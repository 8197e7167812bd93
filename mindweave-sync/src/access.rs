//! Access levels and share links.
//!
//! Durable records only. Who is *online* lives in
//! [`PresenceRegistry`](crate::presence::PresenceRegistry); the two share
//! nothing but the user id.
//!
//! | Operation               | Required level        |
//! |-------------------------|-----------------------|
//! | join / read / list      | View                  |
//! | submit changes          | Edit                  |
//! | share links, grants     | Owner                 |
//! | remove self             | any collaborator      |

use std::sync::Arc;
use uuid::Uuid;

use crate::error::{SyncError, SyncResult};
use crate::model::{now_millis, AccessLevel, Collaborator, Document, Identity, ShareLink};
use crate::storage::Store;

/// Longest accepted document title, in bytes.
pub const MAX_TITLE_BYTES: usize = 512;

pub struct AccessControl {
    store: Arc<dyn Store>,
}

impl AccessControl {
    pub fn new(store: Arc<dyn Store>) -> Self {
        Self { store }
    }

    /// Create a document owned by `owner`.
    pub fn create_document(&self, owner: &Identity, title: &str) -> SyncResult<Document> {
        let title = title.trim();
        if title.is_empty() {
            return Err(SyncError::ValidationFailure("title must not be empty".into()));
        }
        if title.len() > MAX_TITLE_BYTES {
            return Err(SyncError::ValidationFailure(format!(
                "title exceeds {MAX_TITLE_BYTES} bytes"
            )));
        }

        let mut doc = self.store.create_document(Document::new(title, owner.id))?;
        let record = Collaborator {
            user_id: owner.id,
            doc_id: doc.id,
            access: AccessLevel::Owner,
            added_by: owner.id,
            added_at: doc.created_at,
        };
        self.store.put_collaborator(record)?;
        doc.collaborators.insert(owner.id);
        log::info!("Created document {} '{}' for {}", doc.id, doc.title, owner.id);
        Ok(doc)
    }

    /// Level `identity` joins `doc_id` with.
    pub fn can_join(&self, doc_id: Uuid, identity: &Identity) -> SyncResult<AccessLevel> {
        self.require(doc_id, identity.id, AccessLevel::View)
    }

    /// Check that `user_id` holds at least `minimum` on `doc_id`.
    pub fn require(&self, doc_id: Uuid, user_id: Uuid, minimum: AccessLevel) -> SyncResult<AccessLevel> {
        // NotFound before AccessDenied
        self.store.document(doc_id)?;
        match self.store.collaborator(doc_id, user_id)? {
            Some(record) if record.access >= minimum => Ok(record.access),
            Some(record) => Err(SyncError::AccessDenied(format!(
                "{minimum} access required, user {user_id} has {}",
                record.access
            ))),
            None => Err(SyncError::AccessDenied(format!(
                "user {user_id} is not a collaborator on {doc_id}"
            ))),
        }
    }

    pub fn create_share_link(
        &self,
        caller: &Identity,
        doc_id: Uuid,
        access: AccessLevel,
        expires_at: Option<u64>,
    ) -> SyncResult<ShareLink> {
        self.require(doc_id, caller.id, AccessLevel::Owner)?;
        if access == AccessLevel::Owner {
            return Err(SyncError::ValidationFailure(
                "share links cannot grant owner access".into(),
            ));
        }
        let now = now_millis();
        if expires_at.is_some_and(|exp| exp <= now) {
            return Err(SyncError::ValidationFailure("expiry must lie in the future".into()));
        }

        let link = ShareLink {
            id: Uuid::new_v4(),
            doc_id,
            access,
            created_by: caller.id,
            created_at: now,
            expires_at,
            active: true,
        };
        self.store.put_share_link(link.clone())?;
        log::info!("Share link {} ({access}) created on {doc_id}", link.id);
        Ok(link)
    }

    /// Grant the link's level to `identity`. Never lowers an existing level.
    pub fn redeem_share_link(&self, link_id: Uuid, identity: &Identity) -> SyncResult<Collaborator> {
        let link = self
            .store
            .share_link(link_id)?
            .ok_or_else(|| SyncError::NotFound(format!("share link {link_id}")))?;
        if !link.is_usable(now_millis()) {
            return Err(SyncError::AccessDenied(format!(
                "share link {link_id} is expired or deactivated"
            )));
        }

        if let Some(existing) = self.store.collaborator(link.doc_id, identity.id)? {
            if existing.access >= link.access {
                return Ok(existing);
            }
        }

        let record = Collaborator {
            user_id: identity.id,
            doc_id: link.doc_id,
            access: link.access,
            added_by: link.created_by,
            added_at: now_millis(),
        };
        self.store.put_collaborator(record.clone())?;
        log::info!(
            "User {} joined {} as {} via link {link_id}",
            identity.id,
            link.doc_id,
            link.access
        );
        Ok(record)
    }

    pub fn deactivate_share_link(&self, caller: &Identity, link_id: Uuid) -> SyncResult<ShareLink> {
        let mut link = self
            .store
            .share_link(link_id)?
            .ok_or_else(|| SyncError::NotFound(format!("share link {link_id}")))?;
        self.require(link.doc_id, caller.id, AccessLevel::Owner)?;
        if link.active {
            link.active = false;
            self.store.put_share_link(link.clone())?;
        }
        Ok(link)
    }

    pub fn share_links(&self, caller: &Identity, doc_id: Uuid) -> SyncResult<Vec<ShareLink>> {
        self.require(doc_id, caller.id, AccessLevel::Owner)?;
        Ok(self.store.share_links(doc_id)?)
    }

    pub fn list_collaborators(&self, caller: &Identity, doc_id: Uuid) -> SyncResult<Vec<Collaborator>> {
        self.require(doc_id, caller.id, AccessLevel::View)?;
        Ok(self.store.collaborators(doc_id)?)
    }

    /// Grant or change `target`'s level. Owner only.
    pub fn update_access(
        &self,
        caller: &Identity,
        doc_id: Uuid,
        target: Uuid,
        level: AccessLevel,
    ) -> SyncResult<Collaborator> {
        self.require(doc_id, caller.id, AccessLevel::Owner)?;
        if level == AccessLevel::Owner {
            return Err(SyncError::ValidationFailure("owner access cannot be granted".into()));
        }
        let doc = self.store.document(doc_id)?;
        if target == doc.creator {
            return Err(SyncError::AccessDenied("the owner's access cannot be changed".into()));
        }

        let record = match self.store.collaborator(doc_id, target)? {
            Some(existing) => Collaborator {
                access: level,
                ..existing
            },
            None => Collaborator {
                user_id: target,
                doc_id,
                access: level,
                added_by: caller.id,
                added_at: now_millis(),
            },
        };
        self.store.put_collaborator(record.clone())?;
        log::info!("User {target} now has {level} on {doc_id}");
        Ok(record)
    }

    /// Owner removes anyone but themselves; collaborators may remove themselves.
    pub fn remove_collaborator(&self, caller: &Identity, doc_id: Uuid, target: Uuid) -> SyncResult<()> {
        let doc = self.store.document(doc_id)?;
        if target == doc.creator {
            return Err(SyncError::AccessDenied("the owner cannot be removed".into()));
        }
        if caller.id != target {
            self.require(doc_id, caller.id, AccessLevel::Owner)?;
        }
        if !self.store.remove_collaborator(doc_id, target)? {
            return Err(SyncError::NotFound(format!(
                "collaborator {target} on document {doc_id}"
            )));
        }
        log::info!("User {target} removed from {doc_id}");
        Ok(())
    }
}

(Problem details): Repeat the entries above exactly, leaving nothing out.

(Response below):
repository 8197e7167812bd93
filename mindweave-sync/src/access.rs
//! Access levels and share links.
//!
//! Durable records only. Who is *online* lives in
//! [`PresenceRegistry`](crate::presence::PresenceRegistry); the two share
//! nothing but the user id.
//!
//! | Operation               | Required level        |
//! |-------------------------|-----------------------|
//! | join / read / list      | View                  |
//! | submit changes          | Edit                  |
//! | share links, grants     | Owner                 |
//! | remove self             | any collaborator      |

use std::sync::Arc;
use uuid::Uuid;

use crate::error::{SyncError, SyncResult};
use crate::model::{now_millis, AccessLevel, Collaborator, Document, Identity, ShareLink};
use crate::storage::Store;

/// Longest accepted document title, in bytes.
pub const MAX_TITLE_BYTES: usize = 512;

pub struct AccessControl {
    store: Arc<dyn Store>,
}

impl AccessControl {
    pub fn new(store: Arc<dyn Store>) -> Self {
        Self { store }
    }

    /// Create a document owned by `owner`.
    pub fn create_document(&self, owner: &Identity, title: &str) -> SyncResult<Document> {
        let title = title.trim();
        if title.is_empty() {
            return Err(SyncError::ValidationFailure("title must not be empty".into()));
        }
        if title.len() > MAX_TITLE_BYTES {
            return Err(SyncError::ValidationFailure(format!(
                "title exceeds {MAX_TITLE_BYTES} bytes"
            )));
        }

        let mut doc = self.store.create_document(Document::new(title, owner.id))?;
        let record = Collaborator {
            user_id: owner.id,
            doc_id: doc.id,
            access: AccessLevel::Owner,
            added_by: owner.id,
            added_at: doc.created_at,
        };
        self.store.put_collaborator(record)?;
        doc.collaborators.insert(owner.id);
        log::info!("Created document {} '{}' for {}", doc.id, doc.title, owner.id);
        Ok(doc)
    }

    /// Level `identity` joins `doc_id` with.
    pub fn can_join(&self, doc_id: Uuid, identity: &Identity) -> SyncResult<AccessLevel> {
        self.require(doc_id, identity.id, AccessLevel::View)
    }

    /// Check that `user_id` holds at least `minimum` on `doc_id`.
    pub fn require(&self, doc_id: Uuid, user_id: Uuid, minimum: AccessLevel) -> SyncResult<AccessLevel> {
        // NotFound before AccessDenied
        self.store.document(doc_id)?;
        match self.store.collaborator(doc_id, user_id)? {
            Some(record) if record.access >= minimum => Ok(record.access),
            Some(record) => Err(SyncError::AccessDenied(format!(
                "{minimum} access required, user {user_id} has {}",
                record.access
            ))),
            None => Err(SyncError::AccessDenied(format!(
                "user {user_id} is not a collaborator on {doc_id}"
            ))),
        }
    }

    pub fn create_share_link(
        &self,
        caller: &Identity,
        doc_id: Uuid,
        access: AccessLevel,
        expires_at: Option<u64>,
    ) -> SyncResult<ShareLink> {
        self.require(doc_id, caller.id, AccessLevel::Owner)?;
        if access == AccessLevel::Owner {
            return Err(SyncError::ValidationFailure(
                "share links cannot grant owner access".into(),
            ));
        }
        let now = now_millis();
        if expires_at.is_some_and(|exp| exp <= now) {
            return Err(SyncError::ValidationFailure("expiry must lie in the future".into()));
        }

        let link = ShareLink {
            id: Uuid::new_v4(),
            doc_id,
            access,
            created_by: caller.id,
            created_at: now,
            expires_at,
            active: true,
        };
        self.store.put_share_link(link.clone())?;
        log::info!("Share link {} ({access}) created on {doc_id}", link.id);
        Ok(link)
    }

    /// Grant the link's level to `identity`. Never lowers an existing level.
    pub fn redeem_share_link(&self, link_id: Uuid, identity: &Identity) -> SyncResult<Collaborator> {
        let link = self
            .store
            .share_link(link_id)?
            .ok_or_else(|| SyncError::NotFound(format!("share link {link_id}")))?;
        if !link.is_usable(now_millis()) {
            return Err(SyncError::AccessDenied(format!(
                "share link {link_id} is expired or deactivated"
            )));
        }

        if let Some(existing) = self.store.collaborator(link.doc_id, identity.id)? {
            if existing.access >= link.access {
                return Ok(existing);
            }
        }

        let record = Collaborator {
            user_id: identity.id,
            doc_id: link.doc_id,
            access: link.access,
            added_by: link.created_by,
            added_at: now_millis(),
        };
        self.store.put_collaborator(record.clone())?;
        log::info!(
            "User {} joined {} as {} via link {link_id}",
            identity.id,
            link.doc_id,
            link.access
        );
        Ok(record)
    }

    pub fn deactivate_share_link(&self, caller: &Identity, link_id: Uuid) -> SyncResult<ShareLink> {
        let mut link = self
            .store
            .share_link(link_id)?
            .ok_or_else(|| SyncError::NotFound(format!("share link {link_id}")))?;
        self.require(link.doc_id, caller.id, AccessLevel::Owner)?;
        if link.active {
            link.active = false;
            self.store.put_share_link(link.clone())?;
        }
        Ok(link)
    }

    pub fn share_links(&self, caller: &Identity, doc_id: Uuid) -> SyncResult<Vec<ShareLink>> {
        self.require(doc_id, caller.id, AccessLevel::Owner)?;
        Ok(self.store.share_links(doc_id)?)
    }

    pub fn list_collaborators(&self, caller: &Identity, doc_id: Uuid) -> SyncResult<Vec<Collaborator>> {
        self.require(doc_id, caller.id, AccessLevel::View)?;
        Ok(self.store.collaborators(doc_id)?)
    }

    /// Grant or change `target`'s level. Owner only.
    pub fn update_access(
        &self,
        caller: &Identity,
        doc_id: Uuid,
        target: Uuid,
        level: AccessLevel,
    ) -> SyncResult<Collaborator> {
        self.require(doc_id, caller.id, AccessLevel::Owner)?;
        if level == AccessLevel::Owner {
            return Err(SyncError::ValidationFailure("owner access cannot be granted".into()));
        }
        let doc = self.store.document(doc_id)?;
        if target == doc.creator {
            return Err(SyncError::AccessDenied("the owner's access cannot be changed".into()));
        }

        let record = match self.store.collaborator(doc_id, target)? {
            Some(existing) => Collaborator {
                access: level,
                ..existing
            },
            None => Collaborator {
                user_id: target,
                doc_id,
                access: level,
                added_by: caller.id,
                added_at: now_millis(),
            },
        };
        self.store.put_collaborator(record.clone())?;
        log::info!("User {target} now has {level} on {doc_id}");
        Ok(record)
    }

    /// Owner removes anyone but themselves; collaborators may remove themselves.
    pub fn remove_collaborator(&self, caller: &Identity, doc_id: Uuid, target: Uuid) -> SyncResult<()> {
        let doc = self.store.document(doc_id)?;
        if target == doc.creator {
            return Err(SyncError::AccessDenied("the owner cannot be removed".into()));
        }
        if caller.id != target {
            self.require(doc_id, caller.id, AccessLevel::Owner)?;
        }
        if !self.store.remove_collaborator(doc_id, target)? {
            return Err(SyncError::NotFound(format!(
                "collaborator {target} on document {doc_id}"
            )));
        }
        log::info!("User {target} removed from {doc_id}");
        Ok(())
    }
}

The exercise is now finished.